If you’ve ever gotten lost in a relationship or you feel you lose yourself. This is something that you can watch the man in your life and when he starts Pulling away. Try this, instead of getting nervous and texting him or calling him or, asking, like, what’s different? Or how are you feeling is something wrong? Why don’t you just take that as a sign, from whoever, from God, the universe, whoever you believe in, but you could take it as a sign that maybe I need to reconnect with myself, maybe I’m getting a little too lost in this? And then you can kind of while he’s out doing his thing and reconnecting with, his hobbies and his life outside you, you do the same thing, find a hobby you like or do one that, maybe you were really in delight, let’s say you were really into like fitness before you met this guy, get back into fitness, design a workout for yourself that you like, make a plan, start doing it every day, or again, find a hobby you like, or if you’re into painting or something, do a painting, there are lots of things that we can turn this into a blessing instead of a curse, is what I’m saying. It does kind of suck that men are like this because sometimes it happens when you least expect it, it kind of throws you off a little bit, you’re like, Oh, I was, I was hoping for a different response, but again, turn it into a blessing, take it as a sign of, okay, when you pull away, I’m going to pull away too, it’s a sign that we need space in this relationship.

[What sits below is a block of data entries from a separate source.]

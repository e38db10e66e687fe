use std::collections::{BTreeMap, BTreeSet};
use std::fmt;

use tracing::{debug, info};

use crate::coord::core::{Context, ProcessId};
use crate::coord::error::CoordError;
use crate::coord::events::CoordEventKind;
use crate::coord::message::{MutexMessage, ReplyStatus};

#[derive(Debug, Clone, Copy, PartialEq, Eq)]
pub enum LockState {
    Released,
    Wanted,
    Held,
}

impl fmt::Display for LockState {
    fn fmt(&self, f: &mut fmt::Formatter<'_>) -> fmt::Result {
        match self {
            LockState::Released => write!(f, "RELEASED"),
            LockState::Wanted => write!(f, "WANTED"),
            LockState::Held => write!(f, "HELD"),
        }
    }
}

/// A REQUEST answered only once the resource is released
#[derive(Debug, Clone, Copy, PartialEq, Eq)]
pub struct DeferredRequest {
    pub requester_id: ProcessId,
    pub timestamp: u64,
}

/// Local view of one shared resource
#[derive(Debug, Clone)]
pub struct ResourceLock {
    pub resource_id: String,
    pub state: LockState,
    /// Set only while WANTED
    pub request_timestamp: Option<u64>,
    /// Processes that granted the current request, self included
    pub replies: BTreeSet<ProcessId>,
    pub deferred: Vec<DeferredRequest>,
}

impl ResourceLock {
    fn new(resource_id: String) -> Self {
        Self {
            resource_id,
            state: LockState::Released,
            request_timestamp: None,
            replies: BTreeSet::new(),
            deferred: Vec::new(),
        }
    }
}

/// Ricart-Agrawala mutual exclusion over a set of named resources.
///
/// A process enters the critical section for a resource once every member of
/// the group has replied to its request. Competing requests are ordered by
/// (request timestamp, process id); the loser replies at once and the winner
/// defers its reply until it releases.
#[derive(Debug)]
pub struct MutualExclusion {
    id: ProcessId,
    peers: Vec<ProcessId>,
    resources: BTreeMap<String, ResourceLock>,
}

impl MutualExclusion {
    pub fn new(
        id: ProcessId,
        peers: Vec<ProcessId>,
        resources: impl IntoIterator<Item = String>,
    ) -> Self {
        let resources = resources
            .into_iter()
            .map(|resource_id| (resource_id.clone(), ResourceLock::new(resource_id)))
            .collect();
        Self {
            id,
            peers,
            resources,
        }
    }

    pub fn resource(&self, resource_id: &str) -> Option<&ResourceLock> {
        self.resources.get(resource_id)
    }

    pub fn state(&self, resource_id: &str) -> Option<LockState> {
        self.resources.get(resource_id).map(|lock| lock.state)
    }

    /// RELEASED -> WANTED, broadcasting REQUEST to every other member
    pub fn request(&mut self, ctx: &mut Context<'_>, resource_id: &str) -> Result<(), CoordError> {
        let lock = self
            .resources
            .get_mut(resource_id)
            .ok_or_else(|| CoordError::invalid(format!("unknown resource {resource_id}")))?;
        if lock.state != LockState::Released {
            return Err(CoordError::invalid(format!(
                "cannot request {resource_id} while {}",
                lock.state
            )));
        }

        let timestamp = ctx.tick();
        lock.state = LockState::Wanted;
        lock.request_timestamp = Some(timestamp);
        lock.replies.clear();
        lock.replies.insert(self.id);
        info!(
            process_id = self.id,
            "Requesting {} at T={}", resource_id, timestamp
        );
        ctx.emit(CoordEventKind::ResourceRequested {
            resource_id: resource_id.to_string(),
            timestamp,
        });

        let others = self.peers.iter().filter(|&&peer| peer != self.id);
        ctx.send_all(
            others,
            MutexMessage::Request {
                sender_id: self.id,
                timestamp,
                resource_id: resource_id.to_string(),
            },
        );

        if Self::granted_by_all(&self.peers, lock) {
            Self::acquire(self.id, lock, ctx);
        }
        Ok(())
    }

    /// HELD -> RELEASED, answering every deferred request
    pub fn release(&mut self, ctx: &mut Context<'_>, resource_id: &str) -> Result<(), CoordError> {
        let lock = self
            .resources
            .get_mut(resource_id)
            .ok_or_else(|| CoordError::invalid(format!("unknown resource {resource_id}")))?;
        if lock.state != LockState::Held {
            return Err(CoordError::invalid(format!(
                "cannot release {resource_id} while {}",
                lock.state
            )));
        }

        lock.state = LockState::Released;
        lock.request_timestamp = None;
        lock.replies.clear();
        let deferred = std::mem::take(&mut lock.deferred);
        info!(
            process_id = self.id,
            "Released {}, answering {} deferred request(s)",
            resource_id,
            deferred.len()
        );
        for request in &deferred {
            Self::reply(self.id, ctx, resource_id, request.requester_id);
        }
        ctx.emit(CoordEventKind::ResourceReleased {
            resource_id: resource_id.to_string(),
            deferred_replies: deferred.len(),
        });
        Ok(())
    }

    pub fn on_message(
        &mut self,
        ctx: &mut Context<'_>,
        message: MutexMessage,
    ) -> Result<(), CoordError> {
        match message {
            MutexMessage::Request {
                sender_id,
                timestamp,
                resource_id,
            } => {
                self.on_request(ctx, sender_id, timestamp, &resource_id);
                Ok(())
            }
            MutexMessage::Reply {
                sender_id,
                resource_id,
                recipient_id,
                status,
                ..
            } => self.on_reply(ctx, sender_id, &resource_id, recipient_id, status),
        }
    }

    fn on_request(
        &mut self,
        ctx: &mut Context<'_>,
        sender_id: ProcessId,
        timestamp: u64,
        resource_id: &str,
    ) {
        let Some(lock) = self.resources.get_mut(resource_id) else {
            debug!(
                process_id = self.id,
                "REQUEST for untracked {} from {}, granting", resource_id, sender_id
            );
            Self::reply(self.id, ctx, resource_id, sender_id);
            return;
        };

        let defer = match (lock.state, lock.request_timestamp) {
            (LockState::Held, _) => true,
            // Smaller (timestamp, id) has priority
            (LockState::Wanted, Some(own)) => (own, self.id) < (timestamp, sender_id),
            _ => false,
        };

        if defer {
            debug!(
                process_id = self.id,
                "Deferring {} for {} (T={}, own state {})", resource_id, sender_id, timestamp, lock.state
            );
            lock.deferred.retain(|request| request.requester_id != sender_id);
            lock.deferred.push(DeferredRequest {
                requester_id: sender_id,
                timestamp,
            });
            ctx.emit(CoordEventKind::RequestDeferred {
                resource_id: resource_id.to_string(),
                requester_id: sender_id,
            });
        } else {
            Self::reply(self.id, ctx, resource_id, sender_id);
        }
    }

    fn on_reply(
        &mut self,
        ctx: &mut Context<'_>,
        sender_id: ProcessId,
        resource_id: &str,
        recipient_id: ProcessId,
        status: ReplyStatus,
    ) -> Result<(), CoordError> {
        if recipient_id != self.id {
            return Err(CoordError::stale(format!(
                "REPLY from {sender_id} addressed to {recipient_id}"
            )));
        }
        if !self.peers.contains(&sender_id) {
            return Err(CoordError::stale(format!(
                "REPLY from {sender_id}, not a member of the group"
            )));
        }
        if status == ReplyStatus::Busy {
            debug!(process_id = self.id, "Ignoring BUSY from {} for {}", sender_id, resource_id);
            return Ok(());
        }
        let group_size = self.peers.len();
        let lock = match self.resources.get_mut(resource_id) {
            Some(lock) if lock.state == LockState::Wanted => lock,
            _ => {
                return Err(CoordError::stale(format!(
                    "REPLY from {sender_id} for {resource_id} not wanted"
                )))
            }
        };

        lock.replies.insert(sender_id);
        debug!(
            process_id = self.id,
            "REPLY from {} for {} ({}/{})",
            sender_id,
            resource_id,
            lock.replies.len(),
            group_size
        );
        if Self::granted_by_all(&self.peers, lock) {
            Self::acquire(self.id, lock, ctx);
        }
        Ok(())
    }

    fn granted_by_all(peers: &[ProcessId], lock: &ResourceLock) -> bool {
        peers.iter().all(|peer| lock.replies.contains(peer))
    }

    fn acquire(id: ProcessId, lock: &mut ResourceLock, ctx: &mut Context<'_>) {
        lock.state = LockState::Held;
        lock.request_timestamp = None;
        info!(process_id = id, "Acquired {}", lock.resource_id);
        ctx.emit(CoordEventKind::ResourceAcquired {
            resource_id: lock.resource_id.clone(),
        });
    }

    fn reply(id: ProcessId, ctx: &mut Context<'_>, resource_id: &str, to: ProcessId) {
        let timestamp = ctx.tick();
        ctx.send(
            to,
            MutexMessage::Reply {
                sender_id: id,
                timestamp,
                resource_id: resource_id.to_string(),
                recipient_id: to,
                status: ReplyStatus::Ok,
            },
        );
    }

    pub fn snapshot(&self) -> Vec<ResourceSnapshot> {
        self.resources
            .values()
            .map(|lock| ResourceSnapshot {
                resource_id: lock.resource_id.clone(),
                state: lock.state,
                request_timestamp: lock.request_timestamp,
                replies_received: lock.replies.len(),
                replies_needed: self.peers.len(),
                deferred: lock.deferred.iter().map(|r| r.requester_id).collect(),
            })
            .collect()
    }
}

#[derive(Debug, Clone, PartialEq, Eq)]
pub struct ResourceSnapshot {
    pub resource_id: String,
    pub state: LockState,
    pub request_timestamp: Option<u64>,
    pub replies_received: usize,
    pub replies_needed: usize,
    pub deferred: Vec<ProcessId>,
}

impl fmt::Display for ResourceSnapshot {
    fn fmt(&self, f: &mut fmt::Formatter<'_>) -> fmt::Result {
        write!(f, "{}: {}", self.resource_id, self.state)?;
        if let Some(timestamp) = self.request_timestamp {
            write!(
                f,
                " (T={}, replies {}/{})",
                timestamp, self.replies_received, self.replies_needed
            )?;
        }
        if !self.deferred.is_empty() {
            let deferred: Vec<String> = self.deferred.iter().map(ToString::to_string).collect();
            write!(f, " deferred [{}]", deferred.join(", "))?;
        }
        Ok(())
    }
}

And we both need to work on ourselves, as people, and then in a couple of days, he’ll call again, and you’ll feel refreshed and happy because you just got this cool painting done, or you just, started a new workout, you’re all excited, and then he’s all excited because he got to go out with his friends or he went on this fishing trip. And then when you guys do come back together, you’ll both enjoy the relationship better, because you gave yourself that space outside of it. So again, it sucks when guys do this but try to think of it as a blessing and a curse. And just see it as a signal of oh, it’s time to take care of myself, it’s time to go take a bubble bath, or let me go schedule, see if I can get into last-minute facials today or something or take it as a sign for that doesn’t have to be bad news. It doesn’t have to be a bad thing. And so just try to reframe the way you look at it. And so anyway, I hope that’s helpful. I hope that maybe answered some questions or reassured you a little bit if you’re dealing with that in your life. And I find that the younger guys are and the less experienced with women, the more dramatically they tend to like to pull away and stuff. So again, it’s food for thought.